# CICADA
mcp-name: io.github.wende/cicada
### **C**ode **I**ntelligence: **C**ontextual **A**nalysis, **D**iscovery, and **A**ttribution
**Context compaction for AI code assistants** – Give your AI structured, token-efficient access to 17+ languages including Elixir, Python, TypeScript, JavaScript, Rust, and more.
> [**Up to 50% less waiting · Up to 70% less tokens · Up to 99% less explanations to do**](https://cicada-mcp.vercel.app/#benchmark-section)
> **Tighter context = Better Quality**
[](https://www.python.org/downloads/)
[](https://opensource.org/licenses/MIT)
[](https://codecov.io/gh/wende/cicada)
[](https://modelcontextprotocol.io)
[](https://elixir-lang.org/)
[](https://www.python.org/)
[](https://www.typescriptlang.org/)
[](https://www.javascript.com/)
[](https://www.rust-lang.org/)
[](#)
[](https://cursor.com/en-US/install-mcp?name=cicada&config=eyJjb21tYW5kIjoidXZ4IGNpY2FkYS1tY3AgLiJ9)

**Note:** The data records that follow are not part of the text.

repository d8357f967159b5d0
use crate::cli::actions::{server, Action};
use anyhow::Result;

/// Execute the provided action.
/// # Errors
/// Returns an error if the action fails.
pub async fn execute(action: Action) -> Result<()> {
    match action {
        Action::Server(args) => server::execute(args).await,
    }
}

[Quick Install](#quick-install) · [Security](#privacy--security) · [Developers](#for-developers) · [AI Assistants](#for-ai-assistants) · [Docs](#documentation)
---
## Why CICADA?
**The core problem:** AI code assistants [waste context on blind searches](https://www.youtube.com/live/xmbSQz-PNMM?t=2402). Grep dumps entire files when you only need a function signature, leaving less room for actual reasoning.
### The Context Compaction Approach
Instead of raw text dumps, CICADA gives your AI **structured, pre-indexed knowledge**:
| Traditional Search | CICADA |
|-------------------|--------|
| Grep dumps entire files | Returns only signatures + call sites |
| Misses aliased imports | Tracks all reference types |
| No semantic understanding | Keyword search finds `verify_credentials` when you ask for "authentication" |
### What You Get
- **AST-level indexing** – Module/function/class definitions with signatures, specs, docs
- **17+ language support** – Elixir, Python, TypeScript, JavaScript, Rust, Go, Java, Kotlin, Scala, C/C++, Ruby, C#, Visual Basic, Dart, PHP, Erlang (beta)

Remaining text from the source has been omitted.